Знаете ли вы, какой православный храм в советское время считался главным в Москве? Нет, это не кремлёвские соборы, а величественная церковь Богоявления в Елохове, которая находится недалеко от метро "Бауманская". Ещё во времена Петра Первого в этих местах устраивали масленичные гуляния. Позже приход облюбовали состоятельные московские купцы. В годы Великой Отечественной войны в Елоховском соборе проводили самые массовые в стране богослужения и молебны за победу русского народа. Впрочем, пусть лучше храм расскажет о себе сам.
Как я появился на свет
Вы только вслушайтесь, какое звучное и поэтичное у меня имя — храм Богоявления в Елохове! Село Елохово когда-то примыкало к Немецкой слободе, что к северо-востоку от Кремля. Говорят, «елохой» раньше называли ольху. Издавна деревьев этих здесь росло немало. Недаром неподалёку до сих пор пролегает Ольховская улица. В старые времена здесь были мхи да болота, речка Чечёра протекала, приток Яузы. Наши цари-батюшки здесь охотиться любили.

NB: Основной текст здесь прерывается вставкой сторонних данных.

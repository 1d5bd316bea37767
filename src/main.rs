use askpdf::db::{self, PgMetadataStore};
use askpdf::extract::PdfExtractor;
use askpdf::llm::provider::adapter_from_config;
use askpdf::models::AppState;
use askpdf::pipeline::Pipeline;
use askpdf::qa::AnswerGenerator;
use askpdf::storage::S3BlobStore;
use askpdf::{config::Config, routes::create_router};
use std::net::SocketAddr;
use std::sync::Arc;
use tokio::net::TcpListener;
use tokio::sync::broadcast;
use tracing::info;
use tracing_subscriber::{layer::SubscriberExt, util::SubscriberInitExt};

#[tokio::main]
async fn main() -> anyhow::Result<()> {
    // Initialize tracing
    tracing_subscriber::registry()
        .with(
            tracing_subscriber::EnvFilter::try_from_default_env()
                .unwrap_or_else(|_| "askpdf=debug,tower_http=debug,axum=debug".into()),
        )
        .with(tracing_subscriber::fmt::layer())
        .init();

    // Load configuration
    let config = Config::from_env()?;
    info!("Configuration loaded: {:?}", config.server);

    // Connect to database
    let pool = db::create_pool(&config.database).await?;

    // Run migrations
    info!("Running database migrations...");
    sqlx::migrate!("./migrations")
        .run(&pool)
        .await
        .map_err(|e| anyhow::anyhow!("Failed to run migrations: {}", e))?;
    info!("Database migrations completed");

    // Wire the pipeline: blob store, metadata store, extractor, generator
    let blobs = Arc::new(S3BlobStore::from_config(&config.storage)?);
    let metadata = Arc::new(PgMetadataStore::new(pool));
    let extractor = Arc::new(PdfExtractor::new(config.ocr.clone()));
    let adapter = adapter_from_config(&config.llm)?;
    let generator = AnswerGenerator::new(adapter, &config.llm);
    let pipeline = Arc::new(Pipeline::new(blobs, metadata, extractor, generator));

    // Create shared state
    let (events, _) = broadcast::channel(64);
    let state = AppState {
        config: config.clone(),
        pipeline,
        events,
    };

    // Create router
    let app = create_router(state);

    // Start server
    let addr = SocketAddr::from(([0, 0, 0, 0], config.server.port));
    info!("Server listening on {}", addr);

    let listener = TcpListener::bind(addr).await?;
    axum::serve(listener, app)
        .await
        .map_err(|e| anyhow::anyhow!("Server error: {}", e))?;

    Ok(())
}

Между прочим, по церковным преданиям в 1468 году именно в Елохове родился православный святой Василий Блаженный. Тот самый, в честь которого москвичи стали храм на Красной площади величать.

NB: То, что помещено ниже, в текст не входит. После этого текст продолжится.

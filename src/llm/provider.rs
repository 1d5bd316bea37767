use crate::config::LLMConfig;
use crate::types::{AppError, AppResult};
use async_trait::async_trait;
use std::sync::Arc;

#[derive(Debug, Clone)]
pub struct LLMRequest {
    pub model: String,
    pub system_instruction: Option<String>,
    pub prompt: String,
    pub max_tokens: Option<u32>,
    pub temperature: Option<f32>,
}

#[derive(Debug, Clone)]
pub struct LLMResponse {
    pub content: String,
    pub finish_reason: String,
}

#[async_trait]
pub trait LLMAdapter: Send + Sync + std::fmt::Debug {
    async fn create_chat_completion(&self, request: &LLMRequest) -> AppResult<LLMResponse>;
}

/// Build the adapter named by the configuration.
pub fn adapter_from_config(config: &LLMConfig) -> AppResult<Arc<dyn LLMAdapter>> {
    let api_key = config.active_api_key().ok_or_else(|| {
        AppError::Generation(format!(
            "no API key configured for provider '{}'",
            config.provider
        ))
    })?;

    let adapter: Arc<dyn LLMAdapter> = match config.provider.as_str() {
        "openai" => Arc::new(crate::llm::openai::OpenAIAdapter::new(&api_key)),
        "google" => Arc::new(crate::llm::google::GoogleAdapter::new(&api_key)),
        other => {
            return Err(AppError::Generation(format!(
                "unsupported provider: {}",
                other
            )))
        }
    };
    Ok(adapter)
}

#[cfg(test)]
mod tests {
    use super::*;

    fn config(provider: &str, key: &str) -> LLMConfig {
        LLMConfig {
            provider: provider.to_string(),
            model: "test-model".to_string(),
            openai_api_key: key.to_string(),
            google_api_key: key.to_string(),
            max_tokens: 256,
            temperature: 0.2,
        }
    }

    #[test]
    fn test_unsupported_provider_is_rejected() {
        let err = adapter_from_config(&config("ollama", "k")).unwrap_err();
        assert!(matches!(err, AppError::Generation(_)));
    }

    #[test]
    fn test_missing_key_is_rejected() {
        let err = adapter_from_config(&config("openai", "")).unwrap_err();
        assert!(matches!(err, AppError::Generation(_)));
    }

    #[test]
    fn test_known_providers_construct() {
        assert!(adapter_from_config(&config("openai", "k")).is_ok());
        assert!(adapter_from_config(&config("google", "k")).is_ok());
    }
}
//! Text extraction from PDF bytes.
//!
//! The text layer is read directly first; scanned or structurally broken
//! documents fall back to rasterization plus per-page OCR. The fallback is
//! markedly slower and never runs when the direct path yields text.

use crate::config::OcrConfig;
use crate::types::{AppError, AppResult};
use async_trait::async_trait;
use tracing::{info, warn};

pub mod direct;
pub mod ocr;

#[derive(Debug, Clone, Copy, PartialEq, Eq, serde::Serialize)]
#[serde(rename_all = "lowercase")]
pub enum ExtractionMethod {
    Direct,
    Ocr,
}

/// Transient result of one extraction. Recomputed on every question;
/// nothing here is persisted.
#[derive(Debug, Clone)]
pub struct ExtractionResult {
    pub text: String,
    pub method: ExtractionMethod,
}

#[async_trait]
pub trait TextExtractor: Send + Sync {
    /// Best-effort plain text from PDF bytes. Fails with `Extraction` only
    /// when both the direct path and the OCR fallback fail.
    async fn extract(&self, bytes: &[u8]) -> AppResult<ExtractionResult>;
}

pub struct PdfExtractor {
    ocr: OcrConfig,
}

impl PdfExtractor {
    pub fn new(ocr: OcrConfig) -> Self {
        Self { ocr }
    }
}

#[async_trait]
impl TextExtractor for PdfExtractor {
    async fn extract(&self, bytes: &[u8]) -> AppResult<ExtractionResult> {
        match direct::extract(bytes).await {
            Ok(text) if !text.trim().is_empty() => {
                info!(chars = text.len(), "extracted embedded text layer");
                return Ok(ExtractionResult {
                    text,
                    method: ExtractionMethod::Direct,
                });
            }
            Ok(_) => warn!("text layer is empty, falling back to OCR"),
            Err(e) => warn!(error = %e, "text layer extraction failed, falling back to OCR"),
        }

        let text = ocr::recognize(bytes, &self.ocr).await?;
        if text.trim().is_empty() {
            return Err(AppError::Extraction(
                "OCR recognized no text in any page".to_string(),
            ));
        }
        info!(chars = text.len(), "extracted text via OCR fallback");
        Ok(ExtractionResult {
            text,
            method: ExtractionMethod::Ocr,
        })
    }
}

Меня, как водится, сначала построили из дерева, и был я небольшой сельской церковью, ничем не примечательной. В XVIII веке село Елохово частью Москвы стало. Да-да, столица и в те времена свои границы активно расширяла, не только сейчас.
А в 1717 году один из моих прихожан, гвардии полковник Воронецкий, выделил личные средства, чтобы перестроить меня в камне. Строительство начали, правда, тут мне не повезло. Как раз в это время Пётр Первый начал возводить среди топей да болот свой парадиз — прорубил окно в Европу! И ради этой задумки по всей стране строго запретил каменное строительство. Весь камень увозился на строительство Петербурга. Так и стоял я недостроенным. И лишь через несколько лет великая княжна Прасковья Ивановна, племянница Петра Первого, вложила в мою стройку личные деньги, и меня-таки возвели до конца.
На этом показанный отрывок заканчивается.